光と陰の世界で生まれ変わるもの─シャンパン「製造方法」

ワインとシャンパンの製造方法の大きな違いは、ワインでは一次発酵のみだがシャンパンでは二次発酵も行うことである。シャンパンの製造過程は以下のようである。

シャンパンに使用できるぶどうはシャンパーニュ地方で生産されたものに限られ、品種は、シャルドネ、ピノ・ノワール、ムニエを中心にした7種類と決められている。
収穫されたブドウは圧搾されてから一次発酵させる。この過程でブレンド用のワインであるリザーブワインができる。その後、異なる品種、異なる畑、異なる収穫年のリザーブワインを30~ 50種類、各醸造家のブランドイメージに沿って調合する。
調合したワインに発酵を促進させるための糖分と酵母を加えて瓶に詰めて密閉し、石灰岩の地下貯蔵庫で二次発酵させる。この瓶内での二次発酵は別名シャンパーニュ方法と呼ばれ、最短でも約2か月間かけて行われる。この瓶内熟成で酵母はうまみとなるアミノ酸が含まれている澱(おり)になる。
瓶内熟成の期間が長いほど澱のアミノ酸が多くシャンパンに溶けだし、香りや味に深みと厚みが増していき、泡もきめ細やかになる。澱が含んでいるアミノ酸が70%溶けだすには2年を要し、100%溶けだすには6年を要するという。光の差さない暗い空間でシャンパンの原酒は育まれていくのである。
その後、瓶を少しずつ倒立させていき、さらに瓶を少しずつ毎日1/8ずつ回転させて澱を抜くために集める。澱を抜いてから糖分がない状態の原酒に味わいを加えるために糖度を
ワインとともに加え、最後にコルクを打って針金で固定してラベルを張って出荷される。製造期間は最短でも1年3か月かかり、このように手間のかかる製造工程のためシャンパンは高級なお酒とされている。

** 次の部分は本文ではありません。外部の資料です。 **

mod usb;

pub use usb::{UsbClient, UsbError};
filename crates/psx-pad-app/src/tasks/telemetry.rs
use crate::prelude::*;
use heapless::String;

const DUMP_INTERVAL_SECS: u64 = 2;

/// Periodic statistics dump, active in debug mode.
#[embassy_executor::task]
pub async fn telemetry_task() {
    let mut dumps: u32 = 0;
    loop {
        Timer::after(Duration::from_secs(DUMP_INTERVAL_SECS)).await;
        if !debug_mode() {
            continue;
        }
        dumps = dumps.wrapping_add(1);

        let stats = PadStats::new(
            TELEMETRY.snapshot(),
            SAMPLING.stats(),
            SAMPLING.last_sample(),
        );
        let cal = TELEMETRY.calibration();

        info!("=== Stats ({}) ===", dumps);
        info!(
            "Transactions: total={} controller={} memcard={} invalid={} timeout={}",
            stats.total,
            stats.controller,
            stats.memory_card,
            stats.invalid,
            stats.timeouts
        );
        if stats.invalid > 0 {
            info!(
                "Last invalid addr: {=u8:#04x}, cmd: {=u8:#04x}",
                stats.last_invalid_address,
                stats.last_invalid_command
            );
        }
        if stats.avg_interval_us > 0 {
            info!(
                "Poll interval (us): min={} max={} avg={}, rate {}.{=u32:03} Hz",
                stats.min_interval_us,
                stats.max_interval_us,
                stats.avg_interval_us,
                stats.poll_rate_mhz / 1000,
                stats.poll_rate_mhz % 1000
            );
        }
        let sampling = stats.sampling;
        if sampling.avg_interval_us > 0 {
            info!(
                "Sample interval (us): target={} min={} max={} avg={}",
                sampling.target_interval_us,
                sampling.min_interval_us,
                sampling.max_interval_us,
                sampling.avg_interval_us
            );
        }

        let mut pressed: String<96> = String::new();
        for name in stats.pressed() {
            // Overflow only truncates the log line.
            let _ = pressed.push_str(name);
            let _ = pressed.push(' ');
        }
        info!(
            "Buttons: {=u8:#04x} {=u8:#04x} pressed: {=str}",
            stats.buttons[0],
            stats.buttons[1],
            pressed.as_str()
        );
        info!(
            "Ack: pulse={}us post={}us locked={} started={}",
            cal.pulse_us,
            cal.post_wait_us,
            cal.locked,
            cal.started
        );

        TELEMETRY.request_interval_reset();
        SAMPLING.reset_intervals();
    }
}
use crate::prelude::*;
use postcard_rpc::header::VarHeader;

pub async fn settings_get(
    context: &mut super::Context,
    _header: VarHeader,
    _req: (),
) -> Settings {
    let app_ctx = context.app.lock().await;
    app_ctx.settings_store.settings().into()
}

pub async fn settings_set(
    context: &mut super::Context,
    _header: VarHeader,
    req: Settings,
) -> bool {
    let mut app_ctx = context.app.lock().await;
    app_ctx.save_settings(req.into()).await
}
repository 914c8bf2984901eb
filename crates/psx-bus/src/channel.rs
use portable_atomic::{fence, AtomicBool, AtomicU16, AtomicU32, AtomicU8, Ordering};

use crate::buttons::ButtonSnapshot;

/// Double-buffered hand-off of button state from the sampling context to the
/// protocol context.
///
/// The sampling side publishes through a [`ButtonPublisher`]; the protocol
/// side calls [`read`](Self::read). Each field has a single writer: slots and
/// `write_index` belong to the publisher, `read_index` and `consumed` to the
/// reader, `latching` to whoever owns the settings. Each slot is stored as
/// one word (both button bytes plus a publication sequence number), so a
/// reader can never observe half of an update.
pub struct ButtonChannel {
    slots: [AtomicU32; 2],
    write_index: AtomicU8,
    read_index: AtomicU8,
    consumed: AtomicU16,
    latching: AtomicBool,
}

const fn pack(snapshot: ButtonSnapshot, seq: u16) -> u32 {
    (snapshot.pack() as u32) | ((seq as u32) << 16)
}

impl ButtonChannel {
    pub const fn new(latching: bool) -> Self {
        Self {
            slots: [
                AtomicU32::new(pack(ButtonSnapshot::RELEASED, 0)),
                AtomicU32::new(pack(ButtonSnapshot::RELEASED, 0)),
            ],
            write_index: AtomicU8::new(0),
            read_index: AtomicU8::new(0),
            consumed: AtomicU16::new(0),
            latching: AtomicBool::new(latching),
        }
    }

    /// Writer handle. There must be only one.
    pub fn publisher(&self) -> ButtonPublisher<'_> {
        ButtonPublisher {
            channel: self,
            latch: ButtonSnapshot::RELEASED,
            last_sample: ButtonSnapshot::RELEASED,
            seq: 0,
            seen: self.consumed.load(Ordering::Acquire),
        }
    }

    pub fn set_latching(&self, latching: bool) {
        self.latching.store(latching, Ordering::Release);
    }

    pub fn is_latching(&self) -> bool {
        self.latching.load(Ordering::Acquire)
    }

    /// Take the most recently published state, with opposite directions
    /// neutralised.
    ///
    /// Only the protocol context may call this.
    pub fn read(&self) -> ButtonSnapshot {
        let index = self.write_index.load(Ordering::Acquire) as usize & 1;
        self.read_index.store(index as u8, Ordering::Release);
        fence(Ordering::Acquire);
        let raw = self.slots[index].load(Ordering::Acquire);
        self.consumed.store((raw >> 16) as u16, Ordering::Release);
        ButtonSnapshot::unpack(raw as u16).socd_cleaned()
    }
}

/// Write side of a [`ButtonChannel`].
pub struct ButtonPublisher<'a> {
    channel: &'a ButtonChannel,
    latch: ButtonSnapshot,
    last_sample: ButtonSnapshot,
    seq: u16,
    seen: u16,
}

impl ButtonPublisher<'_> {
    /// Publish a freshly sampled state.
    ///
    /// In latching mode every press since the reader's last read stays
    /// visible until the reader has taken it; in direct mode the sample is
    /// published as is.
    pub fn publish(&mut self, sample: ButtonSnapshot) {
        let channel = self.channel;

        if channel.is_latching() {
            let consumed = channel.consumed.load(Ordering::Acquire);
            if consumed != self.seen {
                self.seen = consumed;
                if consumed == self.seq {
                    self.latch = ButtonSnapshot::RELEASED;
                } else if consumed == self.seq.wrapping_sub(1) {
                    // The reader picked up the publication before the last
                    // one, so the last sample has not been delivered yet.
                    self.latch = self.last_sample;
                }
            }
            self.latch = self.latch.latch(sample);
        } else {
            self.latch = sample;
        }

        self.last_sample = sample;
        self.seq = self.seq.wrapping_add(1);

        // Never overwrite the slot the reader is looking at.
        let target = 1 - (channel.read_index.load(Ordering::Acquire) & 1);
        channel.slots[target as usize]
            .store(pack(self.latch, self.seq), Ordering::Relaxed);
        fence(Ordering::Release);
        channel.write_index.store(target, Ordering::Release);
    }

    /// The raw state passed to the last [`publish`](Self::publish).
    pub fn last_sample(&self) -> ButtonSnapshot {
        self.last_sample
    }
}
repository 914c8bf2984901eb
#![allow(unused_macros)]

macro_rules! trace {
    ($s:literal $(, $x:expr)* $(,)?) => {
        {
            #[cfg(feature = "defmt")]
            ::defmt::trace!($s $(, $x)*);
            #[cfg(not(feature = "defmt"))]
            let _ = ($( & $x ),*);
        }
    };
}

macro_rules! debug {
    ($s:literal $(, $x:expr)* $(,)?) => {
        {
            #[cfg(feature = "defmt")]
            ::defmt::debug!($s $(, $x)*);
            #[cfg(not(feature = "defmt"))]
            let _ = ($( & $x ),*);
        }
    };
}

macro_rules! info {
    ($s:literal $(, $x:expr)* $(,)?) => {
        {
            #[cfg(feature = "defmt")]
            ::defmt::info!($s $(, $x)*);
            #[cfg(not(feature = "defmt"))]
            let _ = ($( & $x ),*);
        }
    };
}

macro_rules! warn {
    ($s:literal $(, $x:expr)* $(,)?) => {
        {
            #[cfg(feature = "defmt")]
            ::defmt::warn!($s $(, $x)*);
            #[cfg(not(feature = "defmt"))]
            let _ = ($( & $x ),*);
        }
    };
}

macro_rules! error {
    ($s:literal $(, $x:expr)* $(,)?) => {
        {
            #[cfg(feature = "defmt")]
            ::defmt::error!($s $(, $x)*);
            #[cfg(not(feature = "defmt"))]
            let _ = ($( & $x ),*);
        }
    };
}
use clap::{Parser, Subcommand, ValueEnum};
use psx_pad_host::{icd::Settings, report, UsbClient};
use std::time::Duration;
use tracing_subscriber::EnvFilter;

#[derive(Parser)]
#[command(name = "psx-pad", about = "PlayStation pad adapter console")]
struct Args {
    #[command(subcommand)]
    command: Command,
}

#[derive(Subcommand)]
enum Command {
    /// Show hardware and firmware versions
    Info,
    /// Show transaction and sampling statistics
    Stats,
    /// Zero all statistics counters
    ResetStats,
    /// Show the acknowledge timing in use
    Ack,
    /// Read or change the persisted settings
    Settings {
        #[command(subcommand)]
        action: SettingsAction,
    },
    /// Print statistics and acknowledge timing periodically
    Watch {
        #[arg(long, default_value_t = 2000)]
        interval_ms: u64,
    },
}

#[derive(Subcommand)]
enum SettingsAction {
    Get,
    Set {
        #[arg(long)]
        debug: Option<Switch>,
        #[arg(long)]
        latching: Option<Switch>,
    },
}

#[derive(Clone, Copy, ValueEnum)]
enum Switch {
    On,
    Off,
}

impl From<Switch> for bool {
    fn from(value: Switch) -> Self {
        matches!(value, Switch::On)
    }
}

fn merge(
    current: Settings,
    debug: Option<Switch>,
    latching: Option<Switch>,
) -> Settings {
    Settings {
        debug: debug.map_or(current.debug, bool::from),
        latching: latching.map_or(current.latching, bool::from),
    }
}

#[tokio::main]
async fn main() -> Result<(), Box<dyn std::error::Error + Send + Sync>> {
    tracing_subscriber::fmt()
        .with_env_filter(
            EnvFilter::try_from_default_env()
                .unwrap_or_else(|_| EnvFilter::new("warn")),
        )
        .compact()
        .init();

    let args = Args::parse();

    tracing::info!("Connecting to psx-pad via USB...");
    let client = UsbClient::try_new()?;
    tracing::info!("Connected.");

    match args.command {
        Command::Info => {
            print!("{}", report::device_info(&client.get_device_info().await?));
        }
        Command::Stats => {
            print!("{}", report::stats(&client.get_stats().await?));
        }
        Command::ResetStats => {
            client.reset_stats().await?;
            println!("Statistics reset.");
        }
        Command::Ack => {
            print!("{}", report::ack_status(&client.get_ack_status().await?));
        }
        Command::Settings { action: SettingsAction::Get } => {
            print!("{}", report::settings(&client.get_settings().await?));
        }
        Command::Settings { action: SettingsAction::Set { debug, latching } } => {
            let current = client.get_settings().await?;
            let updated = merge(current, debug, latching);
            if updated == current {
                tracing::info!("Settings unchanged, not writing");
            } else {
                client.set_settings(updated).await?;
            }
            print!("{}", report::settings(&updated));
        }
        Command::Watch { interval_ms } => {
            watch(&client, Duration::from_millis(interval_ms)).await?;
        }
    }

    Ok(())
}

async fn watch(
    client: &UsbClient,
    period: Duration,
) -> Result<(), Box<dyn std::error::Error + Send + Sync>> {
    let mut ticker = tokio::time::interval(period);
    let mut round: u64 = 0;
    loop {
        tokio::select! {
            _ = ticker.tick() => {}
            _ = tokio::signal::ctrl_c() => return Ok(()),
            _ = client.wait_closed() => {
                tracing::warn!("Device disconnected");
                return Ok(());
            }
        }
        round += 1;
        let stats = client.get_stats().await?;
        let ack = client.get_ack_status().await?;
        println!("\n=== Stats ({round}) ===");
        print!("{}", report::stats(&stats));
        print!("{}", report::ack_status(&ack));
    }
}

#[cfg(test)]
mod tests {
    use super::*;

    #[test]
    fn merge_keeps_unspecified_fields() {
        let current = Settings { debug: false, latching: true };
        assert_eq!(merge(current, None, None), current);
        assert_eq!(
            merge(current, Some(Switch::On), None),
            Settings { debug: true, latching: true }
        );
        assert_eq!(
            merge(current, None, Some(Switch::Off)),
            Settings { debug: false, latching: false }
        );
    }

    #[test]
    fn cli_parses_settings_set() {
        let args = Args::try_parse_from([
            "psx-pad", "settings", "set", "--debug", "on", "--latching", "off",
        ])
        .unwrap();
        match args.command {
            Command::Settings {
                action: SettingsAction::Set { debug, latching },
            } => {
                assert!(matches!(debug, Some(Switch::On)));
                assert!(matches!(latching, Some(Switch::Off)));
            }
            _ => panic!("wrong subcommand"),
        }
    }

    #[test]
    fn watch_interval_defaults_to_two_seconds() {
        let args = Args::try_parse_from(["psx-pad", "watch"]).unwrap();
        assert!(matches!(args.command, Command::Watch { interval_ms: 2000 }));
    }
}
#![allow(unused_macros)]

#[macro_export]
macro_rules! debug {
    ($s:literal $(, $x:expr)* $(,)?) => {
        {
            #[cfg(feature = "defmt")]
            ::defmt::debug!($s $(, $x)*);
            #[cfg(not(feature = "defmt"))]
            let _ = ($( & $x ),*);
        }
    };
}

#[macro_export]
macro_rules! info {
    ($s:literal $(, $x:expr)* $(,)?) => {
        {
            #[cfg(feature = "defmt")]
            ::defmt::info!($s $(, $x)*);
            #[cfg(not(feature = "defmt"))]
            let _ = ($( & $x ),*);
        }
    };
}

#[macro_export]
macro_rules! warn {
    ($s:literal $(, $x:expr)* $(,)?) => {
        {
            #[cfg(feature = "defmt")]
            ::defmt::warn!($s $(, $x)*);
            #[cfg(not(feature = "defmt"))]
            let _ = ($( & $x ),*);
        }
    };
}

#[macro_export]
macro_rules! error {
    ($s:literal $(, $x:expr)* $(,)?) => {
        {
            #[cfg(feature = "defmt")]
            ::defmt::error!($s $(, $x)*);
            #[cfg(not(feature = "defmt"))]
            let _ = ($( & $x ),*);
        }
    };
}

#[cfg(feature = "defmt")]
#[macro_export]
macro_rules! unwrap {
    ($($x:tt)*) => {
        ::defmt::unwrap!($($x)*)
    };
}

#[cfg(not(feature = "defmt"))]
#[macro_export]
macro_rules! unwrap {
    ($arg:expr) => {
        match $crate::util::Try::into_result($arg) {
            ::core::result::Result::Ok(t) => t,
            ::core::result::Result::Err(_) => {
                ::core::panic!("unwrap of `{}` failed", ::core::stringify!($arg));
            }
        }
    };
    ($arg:expr, $($msg:expr),+ $(,)? ) => {
        match $crate::util::Try::into_result($arg) {
            ::core::result::Result::Ok(t) => t,
            ::core::result::Result::Err(_) => {
                ::core::panic!($($msg,)*);
            }
        }
    }
}

#[derive(Debug, Copy, Clone, Eq, PartialEq)]
pub struct NoneError;

pub trait Try {
    type Ok;
    type Error;
    fn into_result(self) -> Result<Self::Ok, Self::Error>;
}

impl<T> Try for Option<T> {
    type Ok = T;
    type Error = NoneError;

    #[inline]
    fn into_result(self) -> Result<T, NoneError> {
        self.ok_or(NoneError)
    }
}

impl<T, E> Try for Result<T, E> {
    type Ok = T;
    type Error = E;

    #[inline]
    fn into_result(self) -> Self {
        self
    }
}
use crate::stats::TransactionStats;

/// What the status LED is showing.
#[derive(Debug, Clone, Copy, PartialEq, Eq, Default)]
#[cfg_attr(feature = "defmt", derive(defmt::Format))]
pub enum LedStatus {
    #[default]
    Ready,
    Polling,
    Error,
}

impl LedStatus {
    pub const fn blinks(self) -> u32 {
        match self {
            LedStatus::Ready => 1,
            LedStatus::Polling => 2,
            LedStatus::Error => 3,
        }
    }
}

const SLOT_US: u64 = 300_000;
const ON_US: u64 = 100_000;
const PAUSE_US: u64 = 700_000;
/// Transactions seen within this window count as "polling".
const ACTIVITY_WINDOW_US: u64 = 1_000;

/// Blink pattern generator.
///
/// Each status blinks `n` times (100 ms on in a 300 ms slot) and then stays
/// dark for 700 ms. In debug mode the LED is instead lit whenever the host
/// is polling.
#[derive(Debug, Clone, Copy, PartialEq, Eq)]
pub struct StatusPattern {
    status: LedStatus,
    cycle_start_us: u64,
    debug: bool,
}

impl StatusPattern {
    pub const fn new(debug: bool) -> Self {
        Self { status: LedStatus::Ready, cycle_start_us: 0, debug }
    }

    pub fn set_debug(&mut self, debug: bool) {
        self.debug = debug;
    }

    pub fn set_status(&mut self, status: LedStatus) {
        self.status = status;
    }

    pub fn status(&self) -> LedStatus {
        self.status
    }

    /// Whether the LED should be lit at `now_us`.
    pub fn level(&mut self, now_us: u64) -> bool {
        if self.debug {
            return self.status == LedStatus::Polling;
        }
        let blinks = self.status.blinks() as u64;
        let cycle = blinks * SLOT_US + PAUSE_US;
        let mut elapsed = now_us.saturating_sub(self.cycle_start_us);
        if elapsed >= cycle {
            self.cycle_start_us = now_us;
            elapsed = 0;
        }
        elapsed / SLOT_US < blinks && elapsed % SLOT_US < ON_US
    }
}

/// Derives the LED status from the transaction counters.
#[derive(Debug, Default)]
pub struct StatusTracker {
    last_total: u32,
    last_activity_us: u64,
    status: LedStatus,
}

impl StatusTracker {
    pub const fn new() -> Self {
        Self { last_total: 0, last_activity_us: 0, status: LedStatus::Ready }
    }

    pub fn update(&mut self, stats: &TransactionStats, now_us: u64) -> LedStatus {
        if stats.total != self.last_total {
            self.last_total = stats.total;
            self.last_activity_us = now_us;
            self.status = LedStatus::Polling;
        } else if now_us.saturating_sub(self.last_activity_us)
            > ACTIVITY_WINDOW_US
        {
            self.status = if stats.invalid > 0 || stats.timeouts > 0 {
                LedStatus::Error
            } else {
                LedStatus::Ready
            };
        }
        self.status
    }
}

#[cfg(test)]
mod tests {
    use super::*;

    fn lit_ranges(pattern: &mut StatusPattern, until_us: u64) -> Vec<(u64, u64)> {
        let mut ranges = Vec::new();
        let mut start = None;
        let mut now = 0;
        while now < until_us {
            match (pattern.level(now), start) {
                (true, None) => start = Some(now),
                (false, Some(s)) => {
                    ranges.push((s, now));
                    start = None;
                }
                _ => {}
            }
            now += 10_000;
        }
        ranges
    }

    #[test]
    fn ready_blinks_once_per_second() {
        let mut pattern = StatusPattern::new(false);
        let ranges = lit_ranges(&mut pattern, 2_000_000);
        assert_eq!(ranges, [(0, 100_000), (1_000_000, 1_100_000)]);
    }

    #[test]
    fn error_blinks_three_times() {
        let mut pattern = StatusPattern::new(false);
        pattern.set_status(LedStatus::Error);
        let ranges = lit_ranges(&mut pattern, 1_600_000);
        assert_eq!(
            ranges,
            [(0, 100_000), (300_000, 400_000), (600_000, 700_000)]
        );
    }

    #[test]
    fn debug_mode_follows_polling() {
        let mut pattern = StatusPattern::new(true);
        assert!(!pattern.level(0));
        pattern.set_status(LedStatus::Polling);
        assert!(pattern.level(250_000));
        pattern.set_status(LedStatus::Error);
        assert!(!pattern.level(50_000));
    }

    #[test]
    fn tracker_reports_activity_then_errors() {
        let mut tracker = StatusTracker::new();
        let mut stats = TransactionStats::default();
        assert_eq!(tracker.update(&stats, 5_000), LedStatus::Ready);
        stats.total = 1;
        assert_eq!(tracker.update(&stats, 6_000), LedStatus::Polling);
        assert_eq!(tracker.update(&stats, 6_500), LedStatus::Polling);
        stats.timeouts = 1;
        assert_eq!(tracker.update(&stats, 8_000), LedStatus::Error);
    }
}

有名なドンペリニヨンというシャンパンは、7年間二次発酵させたものでうま味が凝縮し、高価だが複雑な風味、長い余韻を楽しめるシャンパンとして人気がある。

限られた土地の限られたぶどうを素材とし、独自の製法で手間をかけて丁寧に造られたシャンパンは、世界中の人々を魅了するに値する格式の高い特別なお酒と言えるのである。